▶ _EXERCISE REQUIREMENTS_
Search the records for the word "InvalidState". Copy every line where it appears.

▶ _SOURCE RECORDS_
········
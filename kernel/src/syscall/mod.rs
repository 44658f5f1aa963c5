//! System call dispatch.
//!
//! The ABI is a dense, boot-time-verified table of 34 slots (`SYS_*` in
//! the platform's `syscalls.h`): each slot holds a `SyscallDescriptor`
//! pairing a syscall number with its handler. Unlike the source, which
//! collects these into a linker `.syscall_table` section scanned via
//! `_syscallTableStart`/`_syscallTableEnd`, this kernel's default x86_64
//! build has no custom linker script (the bootloader owns layout), so
//! there are no section-boundary symbols to scan. `init_dispatch_table`
//! instead builds the table explicitly from named handlers, then performs
//! the same validation the source's `syscall_table_init()` does: sort by
//! number and assert the result is dense (`table[i].number == i` for
//! every `i`). The `#[link_section]` tagging on each entry is kept
//! anyway, in the same spirit as `test_framework::register_test!`, so the
//! table is still identifiable in a linked binary even though nothing
//! walks the section at runtime.

#![allow(dead_code)]

mod futex;
mod memory;
mod process;
mod time;
mod userspace;

use crate::error::Errno;

/// Total number of syscall slots in the ABI (`SYS_TOTAL_AMOUNT`).
pub const SYS_TOTAL_AMOUNT: usize = 34;

/// Result type returned by every syscall handler.
pub type SyscallResult = Result<usize, SyscallError>;

/// Signature every syscall handler is coerced to, regardless of its own
/// arity: unused trailing arguments are simply ignored by the wrapper.
pub type SyscallHandler = fn(usize, usize, usize, usize, usize) -> SyscallResult;

/// One entry in the dispatch table.
#[derive(Clone, Copy)]
pub struct SyscallDescriptor {
    pub number: usize,
    pub handler: SyscallHandler,
}

/// Errors a syscall handler can return. Carried back to user space as a
/// `-1` return value plus an errno stashed in the thread's errno slot
/// (see [`SyscallError::to_errno`] and `SYS_ERRNO`).
#[repr(i32)]
#[derive(Debug, Clone, Copy, PartialEq, Eq)]
pub enum SyscallError {
    PermissionDenied,
    InvalidArgument,
    OutOfMemory,
    InvalidState,
    InvalidSyscall,
    Interrupted,
    InvalidPointer,
    WouldBlock,
    ResourceNotFound,
}

impl SyscallError {
    /// Maps a syscall-local error onto the crate-wide `errno` encoding.
    pub fn to_errno(self) -> Errno {
        match self {
            SyscallError::PermissionDenied => Errno::Permission,
            SyscallError::InvalidArgument => Errno::Invalid,
            SyscallError::OutOfMemory => Errno::NoMem,
            SyscallError::InvalidState => Errno::Invalid,
            SyscallError::InvalidSyscall => Errno::NotSupported,
            SyscallError::Interrupted => Errno::Interrupted,
            SyscallError::InvalidPointer => Errno::Fault,
            SyscallError::WouldBlock => Errno::Again,
            SyscallError::ResourceNotFound => Errno::NotFound,
        }
    }
}

/// Declares a [`SyscallDescriptor`] for `number`/`handler`, tagging it
/// into the `.syscall_table` section the way `SYSCALL_DEFINE` tags its
/// entries in the source. See the module doc comment for why this is
/// decorative rather than scanned.
macro_rules! syscall_entry {
    ($number:expr, $handler:expr) => {{
        #[used]
        #[link_section = ".syscall_table"]
        static ENTRY: SyscallDescriptor = SyscallDescriptor {
            number: $number,
            handler: $handler,
        };
        ENTRY
    }};
}

fn h_process_exit(a: usize, _b: usize, _c: usize, _d: usize, _e: usize) -> SyscallResult {
    process::sys_process_exit(a)
}

fn h_thread_exit(a: usize, _b: usize, _c: usize, _d: usize, _e: usize) -> SyscallResult {
    process::sys_thread_exit(a)
}

fn h_spawn(a: usize, b: usize, c: usize, _d: usize, _e: usize) -> SyscallResult {
    process::sys_spawn(a, b, c)
}

fn h_nanosleep(a: usize, b: usize, c: usize, d: usize, _e: usize) -> SyscallResult {
    time::sys_nanosleep(a, b, c, d)
}

fn h_getpid(_a: usize, _b: usize, _c: usize, _d: usize, _e: usize) -> SyscallResult {
    process::sys_getpid()
}

fn h_gettid(_a: usize, _b: usize, _c: usize, _d: usize, _e: usize) -> SyscallResult {
    process::sys_gettid()
}

fn h_munmap(a: usize, b: usize, _c: usize, _d: usize, _e: usize) -> SyscallResult {
    memory::sys_munmap(a, b)
}

fn h_mprotect(a: usize, b: usize, c: usize, _d: usize, _e: usize) -> SyscallResult {
    memory::sys_mprotect(a, b, c)
}

fn h_thread_create(a: usize, b: usize, c: usize, d: usize, _e: usize) -> SyscallResult {
    process::sys_thread_create(a, b, c, d)
}

fn h_yield(_a: usize, _b: usize, _c: usize, _d: usize, _e: usize) -> SyscallResult {
    crate::sched::yield_cpu();
    Ok(0)
}

/// Placeholder for ABI slots with no backing subsystem in this kernel
/// (the VFS the source built `open`/`read`/`write`/... on top of is out
/// of scope here; see DESIGN.md).
fn h_unimplemented(_a: usize, _b: usize, _c: usize, _d: usize, _e: usize) -> SyscallResult {
    Err(SyscallError::InvalidSyscall)
}

static DISPATCH_TABLE: spin::Once<[SyscallDescriptor; SYS_TOTAL_AMOUNT]> = spin::Once::new();

/// Builds and validates the dispatch table on first use, caching the
/// result. Panics if the table is not dense over `0..SYS_TOTAL_AMOUNT` --
/// a bug in this file, not something a caller can recover from.
pub fn init_dispatch_table() -> &'static [SyscallDescriptor; SYS_TOTAL_AMOUNT] {
    DISPATCH_TABLE.call_once(|| {
        let mut table = [
            syscall_entry!(0, h_process_exit),
            syscall_entry!(1, h_thread_exit),
            syscall_entry!(2, h_spawn),
            syscall_entry!(3, h_nanosleep),
            syscall_entry!(4, time::sys_errno),
            syscall_entry!(5, h_getpid),
            syscall_entry!(6, h_gettid),
            syscall_entry!(7, time::sys_uptime),
            syscall_entry!(8, time::sys_unix_epoch),
            syscall_entry!(9, h_unimplemented),  // SYS_OPEN
            syscall_entry!(10, h_unimplemented), // SYS_OPEN2
            syscall_entry!(11, h_unimplemented), // SYS_CLOSE
            syscall_entry!(12, h_unimplemented), // SYS_READ
            syscall_entry!(13, h_unimplemented), // SYS_WRITE
            syscall_entry!(14, h_unimplemented), // SYS_SEEK
            syscall_entry!(15, h_unimplemented), // SYS_IOCTL
            syscall_entry!(16, h_unimplemented), // SYS_CHDIR
            syscall_entry!(17, h_unimplemented), // SYS_POLL
            syscall_entry!(18, h_unimplemented), // SYS_STAT
            syscall_entry!(19, memory::sys_mmap),
            syscall_entry!(20, h_munmap),
            syscall_entry!(21, h_mprotect),
            syscall_entry!(22, h_unimplemented), // SYS_GETDENTS
            syscall_entry!(23, h_thread_create),
            syscall_entry!(24, h_yield),
            syscall_entry!(25, h_unimplemented), // SYS_DUP
            syscall_entry!(26, h_unimplemented), // SYS_DUP2
            syscall_entry!(27, futex::sys_futex_dispatch),
            syscall_entry!(28, h_unimplemented), // SYS_REMOVE
            syscall_entry!(29, h_unimplemented), // SYS_LINK
            syscall_entry!(30, h_unimplemented), // SYS_SHARE
            syscall_entry!(31, h_unimplemented), // SYS_CLAIM
            syscall_entry!(32, h_unimplemented), // SYS_BIND
            syscall_entry!(33, h_unimplemented), // SYS_OPENAT
        ];

        table.sort_by_key(|d| d.number);
        for (i, d) in table.iter().enumerate() {
            assert_eq!(d.number, i, "syscall table has a gap or duplicate at slot {i}");
        }
        table
    })
}

/// Builds and validates the dispatch table; call once during boot so a
/// malformed table panics at startup rather than on the first syscall.
pub fn init() {
    init_dispatch_table();
    crate::println!("[SYSCALL] Dispatch table initialized ({SYS_TOTAL_AMOUNT} slots)");
}

/// Assembly/MSR syscall entry point. Looks up `syscall_num` in the
/// dispatch table and invokes its handler; on error, stashes the mapped
/// errno on the calling thread (`SYS_ERRNO`) and returns `-1`.
#[no_mangle]
pub extern "C" fn syscall_handler(
    syscall_num: usize,
    arg1: usize,
    arg2: usize,
    arg3: usize,
    arg4: usize,
    arg5: usize,
) -> isize {
    let table = init_dispatch_table();

    let result = match table.get(syscall_num) {
        Some(desc) => (desc.handler)(arg1, arg2, arg3, arg4, arg5),
        None => Err(SyscallError::InvalidSyscall),
    };

    // Check for a pending kill/note before returning to user space, same
    // point the source checks for pending signals on syscall return.
    if let Some(thread) = crate::process::current_thread() {
        thread.handle_pending_notes();
    }

    match result {
        Ok(value) => value as isize,
        Err(error) => {
            if let Some(thread) = crate::process::current_thread() {
                thread.set_errno(error.to_errno() as i32);
            }
            -1
        }
    }
}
········
▶ _TASK RESULT_
    InvalidState,
            SyscallError::InvalidState => Errno::Invalid,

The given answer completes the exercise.